Pszczelarze i bartnicy Regionalnej Dyrekcji Lasów Państwowych w Radomiu

Realizują projekt "Pszczoły wracają do lasu". Przyczyniają się do zachowania bioróżnorodności świata leśnych zapylaczy.

Niezależnie od czasów, praca z pszczołami zawsze wiązała się z ogromną cierpliwością i pokorą, a zarazem charakteryzowała się odwagą pracy z "bożymi robotnicami". - Wśród leśników można spotkać pszczelarzy i coraz częściej również bartników, którzy wracają do pierwotnych metod użytkowania pszczół, w kłodach bartnych zawieszonych w ostępach leśnych. Realizując projekt „Pszczoły wracają do lasu”, przyczyniają się do zachowania bioróżnorodności świata leśnych zapylaczy - mówi Hubert Ogar z Nadleśnictwa Radom

Leśniczy z Nadleśnictwa Łagów Andrzej Dąbrowski, jest trzecim w rodzinie po dziadku i ojcu pokoleniem podtrzymującym tradycje pszczelarskie. Odbył praktyki w renomowanych pasiekach w Polsce, a także w Austrii. Obecnie jego pasieka liczy ponad 70 pszczelich rodzin. W pracach pomaga mu wnuczek. A. Dąbrowski pełni funkcję prezesa Świętokrzyskiego Związku Pszczelarzy i jest Inicjatorem i współzałożyciel skansenu pszczelarskiego w Sędku.

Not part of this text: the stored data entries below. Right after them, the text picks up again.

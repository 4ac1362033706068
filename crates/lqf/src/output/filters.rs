//! Filter output formatting.

use lucene_filters::{Filter, PositiveOperator};
use owo_colors::OwoColorize;
use serde::Serialize;

use super::helpers::{format_header, truncate_str};

/// JSON output structure for the filters command.
#[derive(Serialize)]
pub struct FiltersOutput<'a> {
    pub query: &'a str,
    pub operator: &'static str,
    pub positive: &'a [Filter],
    pub negative: &'a [Filter],
}

/// Formats the filters of a query as JSON.
pub fn format_filters_json(
    query: &str,
    operator: PositiveOperator,
    positive: &[Filter],
    negative: &[Filter],
) -> Result<String, serde_json::Error> {
    let output = FiltersOutput {
        query,
        operator: operator.as_str(),
        positive,
        negative,
    };

    serde_json::to_string_pretty(&output)
}

/// Formats the filters of a query as a table, positive filters first.
pub fn format_filters_table(positive: &[Filter], negative: &[Filter], use_colors: bool) -> String {
    if positive.is_empty() && negative.is_empty() {
        return "No filters found.\n".to_string();
    }

    let mut output = String::new();
    output.push_str(&format_header(
        &format!("{:<4} {:<20} {:<14} {}", "", "Field", "Type", "Value"),
        use_colors,
    ));

    let rows = positive
        .iter()
        .map(|filter| ("+", filter))
        .chain(negative.iter().map(|filter| ("-", filter)));

    for (sign, filter) in rows {
        let sign = if !use_colors {
            sign.to_string()
        } else if sign == "+" {
            sign.green().to_string()
        } else {
            sign.red().to_string()
        };
        let field = truncate_str(&filter.field().name, 20);
        let line = format!(
            "{:<4} {:<20} {:<14} {}",
            sign,
            field,
            filter.field().field_type.as_str(),
            filter.value()
        );
        output.push_str(&line);
        output.push('\n');
    }

    output
}
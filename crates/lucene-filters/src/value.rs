//! Filter values and their coercion from query text.

use std::fmt;

use serde::{Deserialize, Serialize};

use crate::error::{DeserializeResult, FilterError, FilterResult, Rejection};
use crate::field::{FieldDescriptor, FieldType};

/// The value of a filter. Which variant is valid depends on the field type.
///
/// Deserializes from plain JSON/TOML values: `5`, `0.5`, `true`, `"text"`,
/// `[2, 8]`, `["red", "green"]`. Integers given for a float field are
/// widened when the filter is built.
#[derive(Debug, Clone, PartialEq, Serialize, Deserialize)]
#[serde(untagged)]
pub enum FilterValue {
    Boolean(bool),
    Integer(i64),
    Float(f64),
    String(String),
    IntegerRange(i64, i64),
    FloatRange(f64, f64),
    Enum(Vec<String>),
}

impl FilterValue {
    /// Coerces a term's text to a value of the field's type.
    ///
    /// # Errors
    ///
    /// Rejects range fields (a term is not a range) and text that does not
    /// parse as the field's number or boolean type.
    ///
    /// ```
    /// use lucene_filters::{FieldDescriptor, FieldType, FilterValue};
    ///
    /// let flag = FieldDescriptor::new("flag", "Flag", FieldType::Boolean, FilterValue::Boolean(false));
    /// assert_eq!(FilterValue::from_term(&flag, "true"), Ok(FilterValue::Boolean(true)));
    /// assert!(FilterValue::from_term(&flag, "yes").is_err());
    /// ```
    pub fn from_term(field: &FieldDescriptor, text: &str) -> DeserializeResult<Self> {
        match field.field_type {
            FieldType::String => Ok(FilterValue::String(text.to_string())),
            FieldType::Integer => parse_integer(field, text).map(FilterValue::Integer),
            FieldType::Float => parse_float(field, text).map(FilterValue::Float),
            FieldType::Boolean => match text {
                "true" => Ok(FilterValue::Boolean(true)),
                "false" => Ok(FilterValue::Boolean(false)),
                _ => Err(Rejection::InvalidBoolean {
                    field: field.name.clone(),
                    text: text.to_string(),
                }),
            },
            FieldType::Enum => Ok(FilterValue::Enum(vec![text.to_string()])),
            FieldType::IntegerRange | FieldType::FloatRange => Err(Rejection::MissingRange {
                field: field.name.clone(),
            }),
        }
    }

    /// Coerces range bounds to a value of the field's range type.
    ///
    /// # Errors
    ///
    /// Rejects fields that are not ranges and bounds that are not numbers.
    pub fn from_range(field: &FieldDescriptor, min: &str, max: &str) -> DeserializeResult<Self> {
        match field.field_type {
            FieldType::IntegerRange => Ok(FilterValue::IntegerRange(
                parse_integer(field, min)?,
                parse_integer(field, max)?,
            )),
            FieldType::FloatRange => Ok(FilterValue::FloatRange(
                parse_float(field, min)?,
                parse_float(field, max)?,
            )),
            _ => Err(Rejection::UnexpectedRange {
                field: field.name.clone(),
            }),
        }
    }

    /// Returns the field type this value shape belongs to.
    pub fn field_type(&self) -> FieldType {
        match self {
            FilterValue::Boolean(_) => FieldType::Boolean,
            FilterValue::Integer(_) => FieldType::Integer,
            FilterValue::Float(_) => FieldType::Float,
            FilterValue::String(_) => FieldType::String,
            FilterValue::IntegerRange(..) => FieldType::IntegerRange,
            FilterValue::FloatRange(..) => FieldType::FloatRange,
            FilterValue::Enum(_) => FieldType::Enum,
        }
    }

    /// Returns true for a negative integer or float.
    pub fn is_negative(&self) -> bool {
        match *self {
            FilterValue::Integer(n) => n < 0,
            FilterValue::Float(n) => n < 0.0,
            _ => false,
        }
    }

    /// Checks the value against the field and widens integers given for
    /// float types.
    pub(crate) fn conform_to(self, field: &FieldDescriptor) -> FilterResult<Self> {
        let value = match (field.field_type, self) {
            (FieldType::Float, FilterValue::Integer(n)) => FilterValue::Float(n as f64),
            (FieldType::FloatRange, FilterValue::IntegerRange(min, max)) => {
                FilterValue::FloatRange(min as f64, max as f64)
            }
            (_, value) => value,
        };

        if value.field_type() != field.field_type {
            return Err(FilterError::ValueTypeMismatch {
                field: field.name.clone(),
                expected: field.field_type,
                found: value.field_type().as_str(),
            });
        }

        let finite = match value {
            FilterValue::Float(n) => n.is_finite(),
            FilterValue::FloatRange(min, max) => min.is_finite() && max.is_finite(),
            _ => true,
        };
        if !finite {
            return Err(FilterError::NonFiniteValue {
                field: field.name.clone(),
            });
        }

        Ok(value)
    }
}

impl fmt::Display for FilterValue {
    fn fmt(&self, f: &mut fmt::Formatter<'_>) -> fmt::Result {
        match self {
            FilterValue::Boolean(b) => write!(f, "{b}"),
            FilterValue::Integer(n) => write!(f, "{n}"),
            FilterValue::Float(n) => write!(f, "{n}"),
            FilterValue::String(s) => f.write_str(s),
            FilterValue::IntegerRange(min, max) => write!(f, "[{min} TO {max}]"),
            FilterValue::FloatRange(min, max) => write!(f, "[{min} TO {max}]"),
            FilterValue::Enum(values) => f.write_str(&values.join(", ")),
        }
    }
}

fn invalid_number(field: &FieldDescriptor, text: &str) -> Rejection {
    Rejection::InvalidNumber {
        field: field.name.clone(),
        field_type: field.field_type,
        text: text.to_string(),
    }
}

fn parse_integer(field: &FieldDescriptor, text: &str) -> DeserializeResult<i64> {
    text.parse().map_err(|_| invalid_number(field, text))
}

fn parse_float(field: &FieldDescriptor, text: &str) -> DeserializeResult<f64> {
    text.parse::<f64>()
        .ok()
        .filter(|n| n.is_finite())
        .ok_or_else(|| invalid_number(field, text))
}
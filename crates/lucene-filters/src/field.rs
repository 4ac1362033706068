//! Field descriptors: the static metadata behind every filter.

use std::fmt;

use indexmap::IndexMap;
use lucene_ast::IMPLICIT_FIELD;
use serde::{Deserialize, Serialize};

use crate::value::FilterValue;

/// The value type of a field.
#[derive(Debug, Clone, Copy, PartialEq, Eq, Hash, Serialize, Deserialize)]
#[serde(rename_all = "kebab-case")]
pub enum FieldType {
    String,
    Integer,
    Float,
    IntegerRange,
    FloatRange,
    Boolean,
    Enum,
}

impl FieldType {
    /// Returns true for the two range types.
    pub fn is_range(self) -> bool {
        matches!(self, FieldType::IntegerRange | FieldType::FloatRange)
    }

    pub fn as_str(self) -> &'static str {
        match self {
            FieldType::String => "string",
            FieldType::Integer => "integer",
            FieldType::Float => "float",
            FieldType::IntegerRange => "integer-range",
            FieldType::FloatRange => "float-range",
            FieldType::Boolean => "boolean",
            FieldType::Enum => "enum",
        }
    }
}

impl fmt::Display for FieldType {
    fn fmt(&self, f: &mut fmt::Formatter<'_>) -> fmt::Result {
        f.pad(self.as_str())
    }
}

/// Optional constraints of a field.
///
/// Numeric fields carry bounds, enum fields their options. Options map a key
/// (the text used in queries) to a display label and keep declaration order.
#[derive(Debug, Clone, PartialEq, Serialize, Deserialize)]
#[serde(untagged)]
pub enum FieldConstraints {
    Numeric { min: f64, max: f64 },
    Options { options: IndexMap<String, String> },
}

/// Static metadata for one field.
///
/// # Example
///
/// ```
/// use lucene_filters::{FieldDescriptor, FieldType, FilterValue};
///
/// let size = FieldDescriptor::new("size", "Size", FieldType::Integer, FilterValue::Integer(5))
///     .with_bounds(0.0, 10.0);
/// assert_eq!(size.name, "size");
/// assert!(!size.is_implicit());
/// ```
#[derive(Debug, Clone, PartialEq, Serialize, Deserialize)]
pub struct FieldDescriptor {
    /// Unique name, as written before the `:` in queries.
    pub name: String,

    /// Label shown to users.
    #[serde(alias = "displayName")]
    pub display_name: String,

    #[serde(rename = "type")]
    pub field_type: FieldType,

    /// Value of a freshly added filter on this field.
    #[serde(alias = "defaultValue")]
    pub default_value: FilterValue,

    #[serde(default, skip_serializing_if = "Option::is_none")]
    pub constraints: Option<FieldConstraints>,

    /// Whether an enum field offers completion of its options.
    #[serde(default, skip_serializing_if = "std::ops::Not::not")]
    pub autocomplete: bool,
}

impl FieldDescriptor {
    pub fn new(
        name: impl Into<String>,
        display_name: impl Into<String>,
        field_type: FieldType,
        default_value: FilterValue,
    ) -> Self {
        Self {
            name: name.into(),
            display_name: display_name.into(),
            field_type,
            default_value,
            constraints: None,
            autocomplete: false,
        }
    }

    /// Creates the string field that unqualified terms belong to.
    pub fn implicit(display_name: impl Into<String>) -> Self {
        Self::new(
            IMPLICIT_FIELD,
            display_name,
            FieldType::String,
            FilterValue::String(String::new()),
        )
    }

    /// Sets numeric bounds.
    pub fn with_bounds(mut self, min: f64, max: f64) -> Self {
        self.constraints = Some(FieldConstraints::Numeric { min, max });
        self
    }

    /// Sets enum options from `(key, label)` pairs, keeping their order.
    pub fn with_options<K, L>(mut self, options: impl IntoIterator<Item = (K, L)>) -> Self
    where
        K: Into<String>,
        L: Into<String>,
    {
        let options = options
            .into_iter()
            .map(|(key, label)| (key.into(), label.into()))
            .collect();
        self.constraints = Some(FieldConstraints::Options { options });
        self
    }

    pub fn with_autocomplete(mut self, autocomplete: bool) -> Self {
        self.autocomplete = autocomplete;
        self
    }

    /// Returns true for the field that unqualified terms belong to.
    pub fn is_implicit(&self) -> bool {
        self.name == IMPLICIT_FIELD
    }

    /// Returns the enum options, if any were declared.
    pub fn options(&self) -> Option<&IndexMap<String, String>> {
        match &self.constraints {
            Some(FieldConstraints::Options { options }) => Some(options),
            _ => None,
        }
    }

    /// Returns the numeric bounds, if any were declared.
    pub fn bounds(&self) -> Option<(f64, f64)> {
        match self.constraints {
            Some(FieldConstraints::Numeric { min, max }) => Some((min, max)),
            _ => None,
        }
    }

    /// Returns the values that are not among the declared options.
    ///
    /// Serialization and deserialization accept any enum value; callers that
    /// want to restrict values to the options check them here. A field
    /// without options reports nothing.
    pub fn unknown_options<'a>(&self, values: &'a [String]) -> Vec<&'a str> {
        let Some(options) = self.options() else {
            return Vec::new();
        };
        values
            .iter()
            .filter(|value| !options.contains_key(value.as_str()))
            .map(String::as_str)
            .collect()
    }
}

#[cfg(test)]
mod tests {
    use super::*;

    fn colors() -> FieldDescriptor {
        FieldDescriptor::new(
            "color",
            "Color",
            FieldType::Enum,
            FilterValue::Enum(vec!["red".to_string()]),
        )
        .with_options([("red", "Red"), ("green", "Green"), ("blue", "Blue-ish")])
    }

    #[test]
    fn test_field_type_names() {
        assert_eq!(FieldType::IntegerRange.to_string(), "integer-range");
        let parsed: FieldType = serde_json::from_str("\"float-range\"").unwrap();
        assert_eq!(parsed, FieldType::FloatRange);
        assert!(parsed.is_range());
        assert!(!FieldType::Enum.is_range());
        assert_eq!(format!("{:<8}|", FieldType::Enum), "enum    |");
    }

    #[test]
    fn test_options_keep_order() {
        let field = colors();
        let keys: Vec<&str> = field.options().unwrap().keys().map(String::as_str).collect();
        assert_eq!(keys, vec!["red", "green", "blue"]);
    }

    #[test]
    fn test_unknown_options() {
        let field = colors();
        let values = vec!["red".to_string(), "purple".to_string()];
        assert_eq!(field.unknown_options(&values), vec!["purple"]);

        let plain = FieldDescriptor::implicit("Text");
        assert!(plain.unknown_options(&values).is_empty());
    }

    #[test]
    fn test_deserialize_descriptor_json() {
        let json = r#"{
            "name": "enum-field",
            "displayName": "Enum field",
            "type": "enum",
            "defaultValue": ["red"],
            "autocomplete": true,
            "constraints": { "options": { "red": "Red", "black and white": "Black and white" } }
        }"#;
        let field: FieldDescriptor = serde_json::from_str(json).unwrap();
        assert_eq!(field.field_type, FieldType::Enum);
        assert!(field.autocomplete);
        assert_eq!(field.default_value, FilterValue::Enum(vec!["red".to_string()]));
        assert_eq!(field.options().unwrap().len(), 2);
    }

    #[test]
    fn test_deserialize_numeric_constraints() {
        let json = r#"{
            "name": "n",
            "display_name": "N",
            "type": "integer",
            "default_value": 5,
            "constraints": { "min": 0, "max": 10 }
        }"#;
        let field: FieldDescriptor = serde_json::from_str(json).unwrap();
        assert_eq!(field.bounds(), Some((0.0, 10.0)));
    }
}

Krzysztof Strózik, leśniczy z Nadleśnictwa Pińczów, tak mówi o pszczelarstwie: "Ogromna radość z obserwacji pszczół i szczęście, jakie dzięki swojej ogromnej pracy niosą przyrodzie i nam ludziom". Pan Krzysztof posiada 30 rodzin pszczelich, które w okresie wegetacji rozwożone są po różnych zakątkach leśnictwa.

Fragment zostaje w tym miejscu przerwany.